[Stored data entries]
^^^^^^^^^^^^^^^^

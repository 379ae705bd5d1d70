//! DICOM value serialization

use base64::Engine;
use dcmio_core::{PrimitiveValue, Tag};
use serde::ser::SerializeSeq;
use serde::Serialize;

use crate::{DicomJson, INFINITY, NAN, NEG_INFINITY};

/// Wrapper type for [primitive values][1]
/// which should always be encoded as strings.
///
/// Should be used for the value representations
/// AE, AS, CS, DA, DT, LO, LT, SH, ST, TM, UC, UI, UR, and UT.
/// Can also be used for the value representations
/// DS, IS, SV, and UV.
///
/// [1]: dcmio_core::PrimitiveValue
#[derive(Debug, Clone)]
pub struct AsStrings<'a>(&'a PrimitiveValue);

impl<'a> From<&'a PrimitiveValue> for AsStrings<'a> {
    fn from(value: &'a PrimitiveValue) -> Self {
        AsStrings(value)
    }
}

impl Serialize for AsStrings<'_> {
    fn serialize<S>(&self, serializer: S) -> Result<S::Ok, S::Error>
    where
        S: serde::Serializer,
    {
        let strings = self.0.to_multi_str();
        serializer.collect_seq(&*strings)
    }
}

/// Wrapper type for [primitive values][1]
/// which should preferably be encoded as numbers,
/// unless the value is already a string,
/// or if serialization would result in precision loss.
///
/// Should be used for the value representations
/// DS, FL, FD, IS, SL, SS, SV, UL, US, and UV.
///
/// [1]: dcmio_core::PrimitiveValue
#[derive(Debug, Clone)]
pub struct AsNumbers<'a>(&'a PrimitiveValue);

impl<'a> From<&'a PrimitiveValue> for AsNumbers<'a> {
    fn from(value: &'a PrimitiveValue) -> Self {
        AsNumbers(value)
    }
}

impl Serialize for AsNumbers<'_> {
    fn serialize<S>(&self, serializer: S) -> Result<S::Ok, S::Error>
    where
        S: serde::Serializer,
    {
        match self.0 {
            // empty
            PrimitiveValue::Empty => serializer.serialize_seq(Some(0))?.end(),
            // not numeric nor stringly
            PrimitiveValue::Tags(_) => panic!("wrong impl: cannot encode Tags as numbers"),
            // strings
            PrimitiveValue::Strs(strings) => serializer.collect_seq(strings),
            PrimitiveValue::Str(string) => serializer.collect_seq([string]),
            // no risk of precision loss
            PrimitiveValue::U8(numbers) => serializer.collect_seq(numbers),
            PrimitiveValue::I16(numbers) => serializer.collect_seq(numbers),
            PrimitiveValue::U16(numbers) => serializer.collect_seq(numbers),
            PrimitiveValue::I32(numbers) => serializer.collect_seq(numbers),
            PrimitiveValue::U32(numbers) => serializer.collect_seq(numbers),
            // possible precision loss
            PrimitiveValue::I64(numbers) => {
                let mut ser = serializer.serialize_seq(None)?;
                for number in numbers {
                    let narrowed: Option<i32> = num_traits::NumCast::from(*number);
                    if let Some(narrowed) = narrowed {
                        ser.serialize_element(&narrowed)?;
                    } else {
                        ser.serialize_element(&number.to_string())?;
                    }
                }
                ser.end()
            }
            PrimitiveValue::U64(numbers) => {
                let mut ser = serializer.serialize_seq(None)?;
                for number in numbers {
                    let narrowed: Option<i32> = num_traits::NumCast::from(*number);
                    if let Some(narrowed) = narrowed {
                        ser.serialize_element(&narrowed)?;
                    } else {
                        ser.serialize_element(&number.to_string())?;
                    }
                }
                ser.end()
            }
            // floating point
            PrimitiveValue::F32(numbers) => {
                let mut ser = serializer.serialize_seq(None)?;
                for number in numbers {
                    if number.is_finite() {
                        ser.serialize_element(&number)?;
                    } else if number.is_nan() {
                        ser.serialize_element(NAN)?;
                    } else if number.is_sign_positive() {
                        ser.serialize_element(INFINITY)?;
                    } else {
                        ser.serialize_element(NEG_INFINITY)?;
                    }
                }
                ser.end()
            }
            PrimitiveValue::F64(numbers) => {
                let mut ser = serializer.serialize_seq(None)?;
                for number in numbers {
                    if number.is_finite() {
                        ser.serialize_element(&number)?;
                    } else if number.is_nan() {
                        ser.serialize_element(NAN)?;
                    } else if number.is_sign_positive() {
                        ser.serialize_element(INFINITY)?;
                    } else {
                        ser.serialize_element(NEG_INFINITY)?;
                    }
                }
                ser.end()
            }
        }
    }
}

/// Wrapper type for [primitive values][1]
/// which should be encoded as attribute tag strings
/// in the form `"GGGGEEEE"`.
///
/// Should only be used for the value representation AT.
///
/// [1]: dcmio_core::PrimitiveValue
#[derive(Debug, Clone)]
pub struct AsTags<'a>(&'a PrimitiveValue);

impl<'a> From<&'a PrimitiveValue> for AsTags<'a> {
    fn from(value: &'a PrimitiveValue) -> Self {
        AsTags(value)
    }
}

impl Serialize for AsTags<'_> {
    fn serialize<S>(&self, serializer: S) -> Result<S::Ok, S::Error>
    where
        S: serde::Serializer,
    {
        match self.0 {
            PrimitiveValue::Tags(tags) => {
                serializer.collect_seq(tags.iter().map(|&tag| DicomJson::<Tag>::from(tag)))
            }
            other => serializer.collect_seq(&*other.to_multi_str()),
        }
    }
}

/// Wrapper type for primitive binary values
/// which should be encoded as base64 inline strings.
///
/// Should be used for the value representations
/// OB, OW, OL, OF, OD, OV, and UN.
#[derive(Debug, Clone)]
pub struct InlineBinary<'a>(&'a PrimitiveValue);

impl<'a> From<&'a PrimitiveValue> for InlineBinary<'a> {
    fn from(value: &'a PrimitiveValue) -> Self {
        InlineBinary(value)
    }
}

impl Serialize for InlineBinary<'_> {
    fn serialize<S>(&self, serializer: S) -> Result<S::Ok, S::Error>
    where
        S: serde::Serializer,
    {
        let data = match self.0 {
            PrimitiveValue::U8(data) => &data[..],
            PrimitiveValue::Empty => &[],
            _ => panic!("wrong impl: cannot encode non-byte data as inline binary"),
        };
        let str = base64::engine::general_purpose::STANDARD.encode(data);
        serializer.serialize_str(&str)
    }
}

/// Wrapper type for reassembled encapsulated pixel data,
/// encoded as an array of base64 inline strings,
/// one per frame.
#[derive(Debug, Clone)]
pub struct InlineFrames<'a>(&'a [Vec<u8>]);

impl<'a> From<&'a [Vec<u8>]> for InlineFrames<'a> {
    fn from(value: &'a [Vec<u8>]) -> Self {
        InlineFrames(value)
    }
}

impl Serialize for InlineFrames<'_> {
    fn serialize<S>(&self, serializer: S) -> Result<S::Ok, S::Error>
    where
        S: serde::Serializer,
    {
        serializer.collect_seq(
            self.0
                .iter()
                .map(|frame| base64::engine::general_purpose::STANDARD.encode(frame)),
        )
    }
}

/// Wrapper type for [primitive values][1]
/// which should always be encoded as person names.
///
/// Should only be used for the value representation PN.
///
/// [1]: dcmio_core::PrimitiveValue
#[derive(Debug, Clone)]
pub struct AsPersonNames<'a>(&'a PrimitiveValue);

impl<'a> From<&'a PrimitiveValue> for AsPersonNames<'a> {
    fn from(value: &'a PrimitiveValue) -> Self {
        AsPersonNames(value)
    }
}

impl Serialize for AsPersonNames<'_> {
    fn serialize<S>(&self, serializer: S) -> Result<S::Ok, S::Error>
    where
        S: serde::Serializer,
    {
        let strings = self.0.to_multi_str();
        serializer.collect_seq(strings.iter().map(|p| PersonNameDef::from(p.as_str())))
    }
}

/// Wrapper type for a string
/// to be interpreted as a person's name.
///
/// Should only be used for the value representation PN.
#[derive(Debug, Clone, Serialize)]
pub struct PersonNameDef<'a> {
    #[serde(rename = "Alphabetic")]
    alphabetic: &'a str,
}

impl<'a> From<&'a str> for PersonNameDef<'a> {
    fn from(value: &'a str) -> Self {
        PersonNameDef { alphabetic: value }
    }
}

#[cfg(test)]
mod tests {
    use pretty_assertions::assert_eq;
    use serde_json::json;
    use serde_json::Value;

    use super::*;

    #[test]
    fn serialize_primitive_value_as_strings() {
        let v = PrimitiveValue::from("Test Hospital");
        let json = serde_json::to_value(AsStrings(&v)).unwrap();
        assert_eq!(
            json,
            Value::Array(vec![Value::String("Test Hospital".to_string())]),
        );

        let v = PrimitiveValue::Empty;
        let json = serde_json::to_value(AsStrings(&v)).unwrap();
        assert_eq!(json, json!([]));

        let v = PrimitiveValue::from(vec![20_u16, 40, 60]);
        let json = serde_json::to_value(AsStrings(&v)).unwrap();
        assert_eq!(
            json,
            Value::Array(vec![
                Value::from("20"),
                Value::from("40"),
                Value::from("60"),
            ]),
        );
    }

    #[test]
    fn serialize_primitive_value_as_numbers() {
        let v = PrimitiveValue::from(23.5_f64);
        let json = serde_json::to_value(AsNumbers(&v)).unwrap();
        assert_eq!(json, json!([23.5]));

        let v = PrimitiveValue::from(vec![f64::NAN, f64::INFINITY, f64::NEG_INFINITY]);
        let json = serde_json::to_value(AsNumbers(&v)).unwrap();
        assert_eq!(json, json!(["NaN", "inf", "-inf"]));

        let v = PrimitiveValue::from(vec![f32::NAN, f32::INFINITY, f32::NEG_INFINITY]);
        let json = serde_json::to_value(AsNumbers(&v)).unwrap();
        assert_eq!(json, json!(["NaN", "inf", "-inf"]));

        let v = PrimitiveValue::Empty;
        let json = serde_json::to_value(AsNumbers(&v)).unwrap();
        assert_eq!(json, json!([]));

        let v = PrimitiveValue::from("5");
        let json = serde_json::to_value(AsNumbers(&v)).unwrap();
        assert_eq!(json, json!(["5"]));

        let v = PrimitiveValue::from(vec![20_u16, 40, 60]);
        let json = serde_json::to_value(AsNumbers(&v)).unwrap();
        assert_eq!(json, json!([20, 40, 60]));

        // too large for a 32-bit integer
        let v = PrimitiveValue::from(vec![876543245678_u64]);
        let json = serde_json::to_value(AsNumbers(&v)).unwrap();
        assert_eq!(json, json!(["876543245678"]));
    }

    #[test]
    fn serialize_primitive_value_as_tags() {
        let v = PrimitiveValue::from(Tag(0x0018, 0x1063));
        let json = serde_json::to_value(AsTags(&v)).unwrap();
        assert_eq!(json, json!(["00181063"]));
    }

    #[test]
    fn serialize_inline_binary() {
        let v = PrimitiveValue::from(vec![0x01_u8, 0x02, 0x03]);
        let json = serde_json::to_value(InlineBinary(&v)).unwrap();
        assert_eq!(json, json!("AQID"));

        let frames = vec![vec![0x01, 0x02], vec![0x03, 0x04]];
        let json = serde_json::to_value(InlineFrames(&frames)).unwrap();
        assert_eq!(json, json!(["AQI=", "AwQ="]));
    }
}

^^^^^^^^^^^^^^^^

Wherever the string "loss" appears in a line above, copy that line.

» **REPLY TO THE EXERCISE**
/// or if serialization would result in precision loss.
            // no risk of precision loss
            // possible precision loss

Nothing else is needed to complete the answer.